In the Media  |  June 3, 2025

The National Law Journal


Rethinking Motions Panel Rules in Age of Trump 2.0 Litigation
The National Law Journal
By Avalon Zoppo
June 2, 2025

Motions panels in the U.S. Court of Appeals for the District of Columbia Circuit and other federal appellate courts have been busy over the last few months resolving a stream of emergency relief requests in challenges to President Donald Trump’s policies.

“With all of these applications for emergency relief from district court injunctions or TROs in these very important, high profile, politically charged cases, you’d think [that] would be putting a strain on the resources,” University of Pittsburgh law professor Arthur Hellman said, referring to temporary restraining orders. “What we’re seeing here is another downstream effect of forum shopping, and that reinforces the desirability of looking for measures that would limit [the effects].”

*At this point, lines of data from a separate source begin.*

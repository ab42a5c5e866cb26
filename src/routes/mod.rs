//! Route descriptors: the single list of (entity, operation, method, path) that both the axum
//! router and the OpenAPI document are built from.

mod documentation;
mod entity;

pub use documentation::documentation_routes;
pub use entity::entity_routes;

use crate::config::{ApiConfig, Entity, ResolvedModel};
use crate::schema;
use axum::http::Method;

#[derive(Clone, Copy, Debug, PartialEq, Eq, Hash)]
pub enum Operation {
    List,
    Create,
    Read,
    /// POST on the item path.
    Update,
    /// PUT on the item path; same semantics as `Update`.
    Replace,
    Delete,
}

impl Operation {
    /// Registration and documentation order.
    pub const ALL: [Operation; 6] = [
        Operation::List,
        Operation::Create,
        Operation::Read,
        Operation::Update,
        Operation::Replace,
        Operation::Delete,
    ];

    pub fn method(&self) -> Method {
        match self {
            Operation::List | Operation::Read => Method::GET,
            Operation::Create | Operation::Update => Method::POST,
            Operation::Replace => Method::PUT,
            Operation::Delete => Method::DELETE,
        }
    }

    /// Addressed by primary key (`/{entity}/{id}`).
    pub fn is_item(&self) -> bool {
        !matches!(self, Operation::List | Operation::Create)
    }

    pub fn operation_id(&self, entity: &Entity) -> String {
        let t = &entity.type_name;
        match self {
            Operation::List => format!("get{}List", t),
            Operation::Create => format!("create{}", t),
            Operation::Read => format!("get{}ById", t),
            Operation::Update => format!("update{}", t),
            Operation::Replace => format!("replace{}", t),
            Operation::Delete => format!("delete{}", t),
        }
    }

    pub fn summary(&self, entity: &Entity) -> String {
        match self {
            Operation::List => format!("Get {}.", entity.name),
            Operation::Create => format!("Create {}.", entity.singular),
            Operation::Read => format!("Get {} by id.", entity.singular),
            Operation::Update => format!("Update {}.", entity.singular),
            Operation::Replace => format!("Replace {}.", entity.singular),
            Operation::Delete => format!("Delete {}.", entity.singular),
        }
    }

    /// Component name of the request body schema, if the operation takes a body.
    pub fn input_schema(&self, entity: &Entity) -> Option<String> {
        match self {
            Operation::Create => Some(schema::create_input_name(entity)),
            Operation::Update | Operation::Replace => Some(schema::update_input_name(entity)),
            _ => None,
        }
    }
}

#[derive(Clone, Debug, PartialEq, Eq)]
pub struct RouteDescriptor {
    pub entity: String,
    pub operation: Operation,
    pub method: Method,
    /// OpenAPI template form, prefix included: `/api/pages/{id}`.
    pub path: String,
    pub operation_id: String,
    pub input_schema: Option<String>,
    /// Component name of the entity shape returned (an array of it for `List`).
    pub output_schema: String,
}

impl RouteDescriptor {
    /// Path in axum's syntax: `/api/pages/:id`.
    pub fn axum_path(&self) -> String {
        self.path.replace("{id}", ":id")
    }
}

pub fn collection_path(entity: &Entity, config: &ApiConfig) -> String {
    format!("{}/{}", config.normalized_prefix(), entity.name)
}

/// All routes of all entities, in metadata order then [`Operation::ALL`] order.
pub fn describe(model: &ResolvedModel, config: &ApiConfig) -> Vec<RouteDescriptor> {
    let mut routes = Vec::with_capacity(model.len() * Operation::ALL.len());
    for entity in &model.entities {
        let collection = collection_path(entity, config);
        for operation in Operation::ALL {
            let path = if operation.is_item() {
                format!("{}/{{id}}", collection)
            } else {
                collection.clone()
            };
            routes.push(RouteDescriptor {
                entity: entity.name.clone(),
                operation,
                method: operation.method(),
                path,
                operation_id: operation.operation_id(entity),
                input_schema: operation.input_schema(entity),
                output_schema: schema::full_name(entity),
            });
        }
    }
    routes
}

So what can courts do if there’s an abnormally high workload for rotating motions panels?

Duke University law professor Marin Levy raised the question in a BlueSky post last month, suggesting that some circuits might consider reducing the time a panel sits to offset a heavy workload.

The federal appeals courts have different procedures for motions panels, which Levy detailed in her recent book with Second Circuit Judge Jon Newman called “Written and Unwritten: The Rules, Internal Procedures, and Customs of the United States Courts of Appeals.”

In the D.C. Circuit, for instance, a rotating, randomly selected three-judge special panel sits for about two months during the regular sitting term. In contrast, the Eighth Circuit has three separate three-judge panels called “administrative panels” who act on applications for stays pending appeal, with the judges randomly selected by the chief judge and changing each month, according to the book.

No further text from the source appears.